Aquifer’s Perspective: AI + Clinical Reasoning, Not AI Instead of It

Health professions education has always evolved alongside advances in medicine and science–from new diagnostic technologies to new models of patient care. AI is simply the next chapter. 

But its impact will depend on the choices educators make today. The institutions that succeed will not be those that adopt AI the fastest, but those that adopt it most intentionally. Prioritizing transparency, responsible design and integration, and AI literacy—for students and educators alike—is how schools can ensure that AI strengthens rather than weakens the educational process and the development of future clinicians. 

That’s why our approach focuses on:

  • Case-based learning that mirrors real patient encounters

  • Structured development of clinical reasoning skills

  • Formative assessment and feedback that support students in the moment

  • Analytics that give educators actionable insight

By grounding AI within authentic clinical experiences, we ensure that technology strengthens, rather than substitutes, the learning process.

The goal is not to replace educators or clinical judgment. If implemented thoughtfully, AI can help educators do what they have always aimed to do: prepare clinicians who think carefully, reason clinically, and place patients at the center of care. 



1 Winthrop R, Dusenbury C, Hinton R, McGivney E. A new direction for students in an AI world: prosper, prepare, protect. Brookings Institution. Published January 17, 2024. Accessed March 20, 2026. Available at: https://www.brookings.edu/articles/a-new-direction-for-students-in-an-ai-world-prosper-prepare-protect/

2 Pillay R. The AI revolution in medical education. Birmingham, AL: University of Alabama at Birmingham; 2024. White paper.
Sriram A, Ramachandran K, Krishnamoorthy S. Artificial intelligence in medical education: transforming learning and practice. Cureus. 2025 Mar 19;17(3):e80852. doi:10.7759/cureus.80852. PMID:40255837; PMCID:PMC12007958.

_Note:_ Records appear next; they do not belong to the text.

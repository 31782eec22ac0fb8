use crate::{Decibels, Hertz};

/// Address of the NH7020 board on its default USB-ethernet gadget.
pub const DEFAULT_ENDPOINT: &str = "ip:192.168.2.1";

/// Samples per block when the caller has no preference.
pub const DEFAULT_BLOCK_LENGTH: usize = 65536;

/// Tuner gain request.
#[derive(Debug, Clone, Copy, Default, PartialEq)]
pub enum TunerGain {
    /// Hardware AGC in slow-attack mode.
    #[default]
    Auto,
    /// Manual gain, written to `hardwaregain`.
    Manual(Decibels),
}

impl TunerGain {
    /// Integer sentinel callers with an `int` gain API use to ask for AGC.
    pub const AUTO_SENTINEL: i32 = i32::MIN;
}

impl From<i32> for TunerGain {
    fn from(raw: i32) -> Self {
        if raw == Self::AUTO_SENTINEL {
            TunerGain::Auto
        } else {
            TunerGain::Manual(Decibels(raw as f32))
        }
    }
}

impl std::fmt::Display for TunerGain {
    fn fmt(&self, f: &mut std::fmt::Formatter<'_>) -> std::fmt::Result {
        match self {
            TunerGain::Auto => write!(f, "auto"),
            TunerGain::Manual(db) => write!(f, "{db}"),
        }
    }
}

/// Configuration for the I/Q source.
#[derive(Debug, Clone, PartialEq)]
pub struct SourceConfig {
    /// libiio-style URI: `ip:HOST`, `usb:`, `local:` or `sim:`.
    pub endpoint: String,
    /// Sample rate, also used as the RF bandwidth.
    pub sample_rate: Hertz,
    /// LO (center) frequency.
    pub frequency: Hertz,
    pub gain: TunerGain,
    /// Requested samples per block, clamped and rounded by the source.
    pub block_length: usize,
    /// Accepted for API compatibility; the gain mode follows `gain`.
    pub agc_mode: bool,
}

impl Default for SourceConfig {
    fn default() -> Self {
        SourceConfig {
            endpoint: DEFAULT_ENDPOINT.to_string(),
            sample_rate: Hertz::mhz(2),
            frequency: Hertz::mhz(100),
            gain: TunerGain::Auto,
            block_length: DEFAULT_BLOCK_LENGTH,
            agc_mode: false,
        }
    }
}

/// Source settings as read back from the hardware.
#[derive(Debug, Clone, PartialEq)]
pub struct SourceState {
    pub endpoint: String,
    pub sample_rate: Hertz,
    pub frequency: Hertz,
    pub tuner_gain: Decibels,
    /// Value of `gain_control_mode`, empty if it could not be read.
    pub gain_control_mode: String,
    /// Effective block length after clamping.
    pub block_length: usize,
}

#[cfg(test)]
mod tests {
    use super::*;

    #[test]
    fn test_tuner_gain_from_sentinel() {
        assert_eq!(TunerGain::from(TunerGain::AUTO_SENTINEL), TunerGain::Auto);
        assert_eq!(TunerGain::from(30), TunerGain::Manual(Decibels(30.0)));
        assert_eq!(TunerGain::from(0), TunerGain::Manual(Decibels(0.0)));
    }

    #[test]
    fn test_default_config() {
        let config = SourceConfig::default();
        assert_eq!(config.endpoint, DEFAULT_ENDPOINT);
        assert_eq!(config.block_length, DEFAULT_BLOCK_LENGTH);
        assert_eq!(config.gain, TunerGain::Auto);
        assert!(!config.agc_mode);
    }
}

3 American Medical Association. Augmented intelligence in medicine. Updated March 13, 2026. Accessed March 20, 2026. https://www.ama-assn.org/practice-management/digital-health/augmented-intelligence-medicine

4 Naqvi WM, Ganjoo R, Rowe M, Pashine AA, Mishra GV. Critical thinking in the age of generative AI: implications for health sciences education. Front Artif Intell. 2025;8:1571527. doi:10.3389/frai.2025.1571527.
BMJ Group. Overreliance on AI risks eroding new and future doctors’ critical thinking while reinforcing existing bias. BMJ Evidence Based Medicine. News release. December 2, 2025. Accessed March 20, 2026. Available at: https://bmjgroup.com/overreliance-on-ai-risks-eroding-new-and-future-doctors-critical-thinking-while-reinforcing-existing-bias/

5 Daniel Barcay is a senior fellow at the Center for Humane Technology. 

6 Rebecca Winthrop is a senior fellow and the director of the Center for Universal Education at the Brookings Institution.